Thursday, October 1, 2009

The past is another place

All the raging over Roman Polanski brings a few interesting arguments to light.
As some people say, if Polanski was not famous and widely admired then there would not be so many people standing up for him. If he was an obscure person found years after getting away with what he did, few people would bother taking his side. So why does being talented and famous excuse something pretty nasty?
On the other side, people say he has suffered a lot in life already. True, but that doesn't help his victim to cope with what he did. Too much excuse making for the wrong-doer goes on already.
It's worth noting that the young victim's mother put her in that situation, where she was at the mercy of an adult who did this. Was the mother so fixated with making her daughter a show-biz success that she put the daughter at risk? So much for the shallow view of life that without being rich and famous life is not worth living.
My own ten cents worth is this: in some ways, Roman Polanski's behaviour was symptomatic of the seventies. If you recall the 1960s and 70s, or read about them, it wasn't all as good as some people say. What was called the 'sexual revolution' aimed to break down all taboos about sex, and 'liberate' people. What actually happened was some important social restraints were broken down. Very young people became sexualized. On the one hand, they were encouraged by parts of society to 'experiment', or 'find themselves', or 'discover their sexual identity', and all that.

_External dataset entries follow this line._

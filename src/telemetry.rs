/// Tracing subscriber setup
///
/// The engine only emits `tracing` events; embedding applications decide where they go.
/// `init_tracing` is a convenience for binaries and tests that want readable output.

use crate::config::LoggingConfig;
use tracing_subscriber::EnvFilter;

/// Install a fmt subscriber filtered by `config.filter`
///
/// Safe to call more than once: later calls are ignored once a global subscriber exists.
pub fn init_tracing(config: &LoggingConfig) {
    let filter = EnvFilter::try_new(&config.filter).unwrap_or_else(|_| EnvFilter::new("info"));

    let installed = tracing_subscriber::fmt()
        .with_env_filter(filter)
        .with_target(config.with_target)
        .with_level(true)
        .try_init();

    if installed.is_ok() {
        tracing::debug!("Tracing initialized with filter '{}'", config.filter);
    }
}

On the other hand, they were no longer considered off-limits for such involvement. Those who raised any objection were howled down as 'fascists' or sick repression cases.
Too see the seventies from inside, look at what they produced. One famous and widely read novel of that period was "Papillion", by French author Henri Charriere. In the novel, (though not the film), the narrator describes seducing his 13 year old sister in law. While living with Venezuelan Natives, he marries a woman and also has her younger sister. At the time, this was widely admired literature, considered a modern classic. The school where I worked had copies for student reading. Nowadays, that passage from the novel would be considered a glamorization of paedophilia.
A famous film of that era was 'The Summer of '42', in which a fifteen year old boy is sexually initiated by an adult woman. At the time this too was considered fine artistic entertainment about a young man's 'awakening'. Today, the female lead character would be considered criminal.
But that was the 70s. Anything except openly coercive rape was legitimate. It was 'liberated'. If a person regretted any sexual involvement afterwards, they were accused of being too 'hung up' or 'inhibited' and in need of getting used to it. I'm utterly sure there were people living in the 1970s who thought an adult enticing a 13year old into sex was simply 'liberating' them, helping them get free of their 'hang-ups'. That was the 70s. There were psychologists who had intimate relationships with their patients, and called it part of the therapy. There was a lot of interest in Sweden where, it was said, children as young as 13 sometimes had children and even married. That was the 70s.
So what Polanski did was criminal, right enough. But he might not have considered tyring it on in a different social climalte. I believe that some of the so-called 'progressive' thinkers of the time have a lot to answer for. They tried to tell us all that we should do whatever we wanted and 'be free'. The idea of ethical restraint in sexual behaviour was ridiculed.In that sort of climate, there were probably a lot more incidents like the one for which Polanski is indicted. Some of them involved female adults on male children. Some of those pointing fingers at Polanski now were probably jealous at the time that he did what some of them would have liked to. That sounds harsh, but it might be true all the same.
The 1970s was another place from today, and in some ways a much worse place. People in millions scorned the notion of God holding out guidance for living, thought they had better ideas and made a shocking mess. Polanski might only be a symbol of much that was wrong with that era.
We need to get back to God's way. When that gets forgotten, the results can be dreadful and the realization too late.